In the past, one of the most basic problems in achieving self-government lay in the fact that Sydney would lose jobs and economic control. This is not an anti-Sydney argument, just a practical refection. The position has changed.
Sydney's problem now is that the need for a NSW Government to consider broader issues in an increasingly fragmented and disparate state means that Sydney itself is not getting the attention it needs.
Sydney as a city has been losing position to Melbourne, Brisbane and Perth. The use of the Sydney Statistical District as a construct for Sydney conceals this to some the extent. The Sydney Statistical district includes the Blue Mountains and Central Coast. This combination shows Sydney still increasing its share of the NSW population. However, Sydney as traditionally defined has in fact been been losing share.
The Sydney Morning Herald as Sydney's local paper has been campaigning for several years for action to address Sydney's needs. Schools, transport and declining infrastructure have been central to that campaign.
Sydney defines itself as Australia's global city. It has become a city state in it's own right. Yet it's image is increasingly blurred. The NSW Government's brand Sydney campaign has been a fiasco. By contrast, Melbourne has reinvented itself as Australia's life style capital. In the absence of change, it seems likely that Sydney's relative decline will continue.

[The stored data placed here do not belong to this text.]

//! DOM and event-source abstractions the engine runs against.
//!
//! The engine never touches a rendering surface directly. A host (a real
//! browser page through `web-sys`, or [`MemoryDom`] in tests) exposes the
//! handful of element operations the engine needs and pushes [`PageEvent`]
//! values into it.

pub mod memory;

use core::time::Duration;
use vs_core::EngineResult;
use vs_core::Point;
use vs_core::Rect;

pub use memory::MAX_PLAYBACK_RATE;
pub use memory::MIN_PLAYBACK_RATE;
pub use memory::MemoryDom;

/// ID used to address nodes known to a host.
pub type NodeId = u64;

/// Handle of a timer scheduled through a [`TimerHost`].
#[derive(Debug, Clone, Copy, PartialEq, Eq, Hash, PartialOrd, Ord)]
pub struct TimerId(pub u64);

/// Element-level events the engine subscribes to.
#[derive(Debug, Clone, Copy, PartialEq, Eq, Hash)]
pub enum EventKind {
    Play,
    Change,
    KeyUp,
    Click,
    PointerEnter,
    PointerLeave,
}

impl EventKind {
    /// DOM event type name.
    pub fn as_str(self) -> &'static str {
        match self {
            Self::Play => "play",
            Self::Change => "change",
            Self::KeyUp => "keyup",
            Self::Click => "click",
            Self::PointerEnter => "mouseenter",
            Self::PointerLeave => "mouseleave",
        }
    }

    /// Whether the host must stop the event from reaching ancestor handlers.
    pub fn stops_propagation(self) -> bool {
        matches!(self, Self::PointerEnter)
    }
}

/// One entry of a mutation batch, reduced to what the reconciler inspects.
#[derive(Debug, Clone, PartialEq, Eq)]
pub enum MutationRecord {
    ChildList {
        added: Vec<NodeId>,
        removed: Vec<NodeId>,
    },
    Attribute {
        target: NodeId,
        name: String,
    },
}

/// Everything a host can deliver to the engine.
#[derive(Debug, Clone, PartialEq)]
pub enum PageEvent {
    Load,
    PointerMove(Point),
    Resize,
    Scroll,
    /// One observer callback invocation; handled atomically.
    Mutations(Vec<MutationRecord>),
    Timer(TimerId),
    Play(NodeId),
    Change(NodeId),
    KeyUp {
        node: NodeId,
        key: String,
    },
    Click(NodeId),
    PointerEnter(NodeId),
    PointerLeave(NodeId),
}

/// Document operations required by the engine.
pub trait DomHost {
    /// Hostname of the current page.
    fn hostname(&self) -> String;

    fn body(&self) -> Option<NodeId>;

    /// Every `<video>` in the document, in document order.
    fn videos(&self) -> Vec<NodeId>;

    fn is_video(&self, node: NodeId) -> bool;

    /// True for element nodes, false for text and unknown nodes.
    fn is_element(&self, node: NodeId) -> bool;

    fn is_connected(&self, node: NodeId) -> bool;

    /// `<video>` descendants of `node`, excluding `node` itself.
    fn descendant_videos(&self, node: NodeId) -> Vec<NodeId>;

    fn attribute(&self, node: NodeId, name: &str) -> Option<String>;

    fn set_attribute(&mut self, node: NodeId, name: &str, value: &str) -> EngineResult<()>;

    fn remove_attribute(&mut self, node: NodeId, name: &str) -> EngineResult<()>;

    fn has_class(&self, node: NodeId, class: &str) -> bool;

    fn add_class(&mut self, node: NodeId, class: &str) -> EngineResult<()>;

    fn remove_class(&mut self, node: NodeId, class: &str) -> EngineResult<()>;

    fn create_element(&mut self, tag: &str) -> EngineResult<NodeId>;

    fn append_child(&mut self, parent: NodeId, child: NodeId) -> EngineResult<()>;

    /// Detaches `node` from its parent. Detached nodes stay addressable.
    fn remove_node(&mut self, node: NodeId) -> EngineResult<()>;

    fn set_text(&mut self, node: NodeId, text: &str) -> EngineResult<()>;

    fn set_style(&mut self, node: NodeId, property: &str, value: &str) -> EngineResult<()>;

    /// Current form value of an input or select.
    fn value(&self, node: NodeId) -> Option<String>;

    fn set_value(&mut self, node: NodeId, value: &str) -> EngineResult<()>;

    fn playback_rate(&self, video: NodeId) -> Option<f64>;

    fn set_playback_rate(&mut self, video: NodeId, rate: f64) -> EngineResult<()>;

    fn is_paused(&self, video: NodeId) -> bool;

    fn bounding_rect(&self, node: NodeId) -> Option<Rect>;

    /// Subscribes the engine to `kind` events on `node`.
    fn listen(&mut self, node: NodeId, kind: EventKind) -> EngineResult<()>;

    /// Drops the `kind` subscription on `node`, if any.
    fn unlisten(&mut self, node: NodeId, kind: EventKind);

    /// Appends a `<style>` block to the document.
    fn inject_style(&mut self, css: &str) -> EngineResult<()>;

    /// Starts observing the body subtree: child lists plus the named attributes.
    fn observe_mutations(&mut self, attribute_filter: &[&str]) -> EngineResult<()>;
}

/// Timer primitives required by the engine. Firings come back as [`PageEvent::Timer`].
pub trait TimerHost {
    fn set_timeout(&mut self, delay: Duration) -> EngineResult<TimerId>;

    fn set_interval(&mut self, period: Duration) -> EngineResult<TimerId>;

    /// Clearing an unknown or already fired timer is a no-op.
    fn clear_timer(&mut self, timer: TimerId);
}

In smaller Victoria, the Government through its jigsaw strategy has been able to promote Melbourne and the Victorian regions. This is not possible in NSW. Further, with increasingly limited state resources, conflicts over the investment required to rebuild Sydney are inevitable.
In a NSW consisting of Sydney and its immediate environs, the Government could focus on its core mission of making Sydney Australia's greatest city.